More than enough, she silently challenged him. He had won again. It felt as if she had shown him things she did not want anyone else to know about, while he stood there as if he had no idea how much it had cost her to admit to such a humiliating and unattractive past.
‘As I am here, I might as well go up and see Lucy—next time she might truly need me and she must know that I will always come.’
‘You are as soft as butter with all three of your wards,’ Viola accused and heard a fond exasperation in her own voice she hoped he had not noticed. ‘Lucy is still naughty, and her brother and sister had to endure another duty visit despite being good last time and that is not fair,’ she told him sharply to cover it up. ‘If Lucy gets away with this, they might imitate her next time and get a bad name as ungovernable brats responsible for the mischief for miles around.’
‘Heaven forbid,’ Sir Harry said with a visible shudder. ‘I can hardly imagine Emma being an infernal brat, but even the thought of Bram being wicked as well is enough to bring even me out in hives. You have made your point, then, ma’am,’ he said. At least this time he went away with a polite half-bow in her direction and a sad shake of his head at the very idea.
* * *
Harry ran upstairs towards the sunny nurseries at the top of what he still thought of as Christian and Jane’s house, although it was Bram’s now. He paused on the half-landing to stare at the glorious view of the valley from the tall windows his cousin had put in to light the staircase and reveal the Cotswold Hills spread out like a bed full of lovers asleep under a patchwork of greens and gold. He tried to appreciate it as it deserved, but could not get Miss Yelverton’s story out of his head. She had a bad habit of being in there far more often than a governess should be, and lately she had started to tease his senses and intrigue him at all the wrong moments. Well, if he was being strictly honest, she had done that from the first moment he laid eyes on her in Miss Thibett’s neatly respectable garden.

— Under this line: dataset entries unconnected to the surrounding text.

impl<T: ViewSink, C: ViewSink> ViewSynchronizer<T, C> {
    pub fn new(config: ViewConfig, table: T, chart: C) -> Self {
        Self {
            config,
            state: ViewState::Uninitialized,
            link: LinkStatus::Unknown,
            dataset: Vec::new(),
            window: None,
            current: Vec::new(),
            pending: VecDeque::new(),
            table,
            chart,
        }
    }

    pub fn config(&self) -> &ViewConfig {
        &self.config
    }

    pub fn state(&self) -> &ViewState {
        &self.state
    }

    pub fn link(&self) -> LinkStatus {
        self.link
    }

    /// Toàn bộ lịch sử đã biết, theo thứ tự đến.
    pub fn dataset(&self) -> &[Sample] {
        &self.dataset
    }

    pub fn window(&self) -> Option<&ViewWindow> {
        self.window.as_ref()
    }

    /// Khung nhìn đang hiển thị trên bảng và biểu đồ.
    pub fn current_view(&self) -> &[Sample] {
        &self.current
    }

    pub fn table(&self) -> &T {
        &self.table
    }

    pub fn chart(&self) -> &C {
        &self.chart
    }

    pub fn pending_len(&self) -> usize {
        self.pending.len()
    }

    /// Bắt đầu tải lịch sử. Hợp lệ khi chưa khởi tạo hoặc lần tải trước đã thất bại.
    pub fn begin_load(&mut self) -> Result<(), ViewError> {
        match self.state {
            ViewState::Uninitialized | ViewState::Failed(_) => {
                info!("Đang tải lịch sử từ {}", self.config.history_url);
                self.state = ViewState::Loading;
                Ok(())
            }
            _ => Err(self.invalid_state("uninitialized|failed")),
        }
    }

    /// Kết thúc lần tải: dựng khung nhìn đầy đủ rồi áp dụng các sự kiện đang chờ.
    pub fn complete_load(&mut self, result: Result<Vec<Sample>, FetchError>) -> Result<(), ViewError> {
        if self.state != ViewState::Loading {
            return Err(self.invalid_state("loading"));
        }

        match result {
            Ok(samples) => {
                info!("Đã tải {} mẫu lịch sử", samples.len());
                self.dataset = samples;
                self.window = None;
                self.current = self.dataset.clone();
                self.render_full();
                self.state = ViewState::Ready;
                self.replay_pending();
            }
            Err(err) => {
                error!("Lỗi tải dữ liệu sức khỏe: {err}");
                if !self.pending.is_empty() {
                    warn!("Bỏ {} sự kiện đang chờ do tải thất bại", self.pending.len());
                    self.pending.clear();
                }
                self.state = ViewState::Failed(err);
            }
        }
        Ok(())
    }

    /// Mẫu mới từ kênh đẩy. Ngoài cửa sổ đang chọn thì chỉ thêm vào tập dữ liệu.
    pub fn on_live_sample(&mut self, sample: Sample) {
        if self.state == ViewState::Ready {
            self.apply_live(sample);
        } else {
            self.defer(Deferred::Live(sample));
        }
    }

    pub fn handle_live(&mut self, message: LiveMessage) {
        match message {
            LiveMessage::Connected => {
                info!("Đã kết nối kênh cập nhật trực tiếp");
                self.link = LinkStatus::Connected;
            }
            LiveMessage::Disconnected => {
                warn!("Mất kết nối kênh cập nhật trực tiếp");
                self.link = LinkStatus::Disconnected;
            }
            LiveMessage::Sample(sample) => self.on_live_sample(sample),
            LiveMessage::Malformed(reason) => debug!("Bỏ qua sự kiện trực tiếp: {reason}"),
        }
    }

    /// Người dùng chọn khoảng thời gian mới; thay thế hoàn toàn cửa sổ cũ.
    pub fn on_range_selected(&mut self, start: DateTime<Utc>, end: DateTime<Utc>) {
        let window = ViewWindow::new(start, end);
        if self.state == ViewState::Ready {
            self.apply_window(Some(window));
        } else {
            self.defer(Deferred::Range(Some(window)));
        }
    }

    pub fn on_range_cleared(&mut self) {
        if self.state == ViewState::Ready {
            self.apply_window(None);
        } else {
            self.defer(Deferred::Range(None));
        }
    }

    /// Xử lý trọn vẹn một sự kiện của hàng đợi trước khi nhận sự kiện tiếp theo.
    pub fn handle(&mut self, event: ViewEvent) -> Result<(), ViewError> {
        match event {
            ViewEvent::HistoryLoaded(result) => self.complete_load(result)?,
            ViewEvent::Live(message) => self.handle_live(message),
            ViewEvent::RangeSelected { start, end } => self.on_range_selected(start, end),
            ViewEvent::RangeCleared => self.on_range_cleared(),
        }
        Ok(())
    }

    fn apply_live(&mut self, sample: Sample) {
        self.dataset.push(sample.clone());
        if is_visible(self.window.as_ref(), &sample) {
            self.table.append_one(&sample);
            self.chart.append_one(&sample);
            self.current.push(sample);
        } else {
            debug!(
                "Mẫu {} nằm ngoài khoảng đang chọn, chỉ lưu vào tập dữ liệu",
                sample.label()
            );
        }
    }

    fn apply_window(&mut self, window: Option<ViewWindow>) {
        match &window {
            Some(w) if w.is_inverted() => debug!(
                "Khoảng chọn đảo ngược {} > {}, khung nhìn rỗng",
                format_instant(w.start),
                format_instant(w.end)
            ),
            Some(w) => info!(
                "Khoảng thời gian mới: {} tới {}",
                format_instant(w.start),
                format_instant(w.end)
            ),
            None => info!("Bỏ lọc khoảng thời gian"),
        }

        self.window = window;
        self.current = self
            .dataset
            .iter()
            .filter(|sample| is_visible(self.window.as_ref(), sample))
            .cloned()
            .collect();
        self.render_full();
    }

    fn render_full(&mut self) {
        self.table.render_full(&self.current);
        self.chart.render_full(&self.current);
    }

    /// Chỉ giữ lại khi chưa khởi tạo hoặc đang tải; sau khi tải thất bại thì bỏ.
    fn defer(&mut self, event: Deferred) {
        if let ViewState::Failed(_) = self.state {
            debug!("Tải lịch sử đã thất bại, bỏ sự kiện {event:?}");
            return;
        }
        if self.config.max_pending_events == 0 {
            warn!("Bỏ sự kiện đến trước khi khung nhìn sẵn sàng");
            return;
        }
        if self.pending.len() >= self.config.max_pending_events {
            warn!(
                "Hàng đợi chờ đã đầy ({}), bỏ sự kiện cũ nhất",
                self.config.max_pending_events
            );
            self.pending.pop_front();
        }
        self.pending.push_back(event);
    }

    fn replay_pending(&mut self) {
        if self.pending.is_empty() {
            return;
        }
        debug!("Áp dụng {} sự kiện đến trong lúc tải", self.pending.len());
        while let Some(event) = self.pending.pop_front() {
            match event {
                Deferred::Live(sample) => self.apply_live(sample),
                Deferred::Range(window) => self.apply_window(window),
            }
        }
    }

    fn invalid_state(&self, expected: &'static str) -> ViewError {
        ViewError::InvalidState {
            expected,
            actual: self.state.as_str(),
        }
    }
}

Now that Miss Yelverton had finally allowed him a glimpse of the woman beneath the dull-coloured gowns and unadorned spinster caps, he felt even more teased and intrigued. If she had only cast out silken lures and flirted with her eyes from beneath the delicious sweep of her curling gold-tipped lashes, he could have run in the opposite direction, but, despite that sad tale of her life as a poverty-stricken husband hunter, there was still an innocence about her that said, no, it was simply not her style to simper or sigh her way to a rich husband and secure future.
In truth, his heart went out to the very young and far less defended Miss Yelverton he could see behind the woman she thought she was now. It almost made it worse when the voice of reason said her mother was quite right to try to establish her daughter well. Most of the aristocracy and gentry married for commercial reasons with a light veneer of romance. He was lucky that Bram’s existence spared him from making such a marriage. In exchange for his title and lands, he would have to ask for the promise of an heir and condemn himself to a lifetime of pretending Lady Marbeck was all he had ever longed for in a woman. The very idea made him shudder.
That said, he recalled Christian courting Jane and their secret smiles and furtive little touches which said they could not keep their eyes off one another. Nobody could accuse them of making a dynastic marriage or being less than deeply in love with one another from that time until the day they died together in that appalling, senseless accident. No, they were a blissfully happy exception; his parents’ marriage, on the other hand, proved what happened when a couple had not a shred of love to share between them, not even enough for the product of their ill-advised union.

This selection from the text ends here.